Required action: Each entry that appears below should be restated word for word.

[Task input Boundary: Start]

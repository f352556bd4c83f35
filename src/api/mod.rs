//! REST API 레이어

pub mod handlers;
pub mod models;
pub mod routes;

pub use routes::create_api_router;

[Task input Boundary: End]

Response to the exercise:
repository f352556bd4c83f35
filename src/api/mod.rs
//! REST API 레이어

pub mod handlers;
pub mod models;
pub mod routes;

pub use routes::create_api_router;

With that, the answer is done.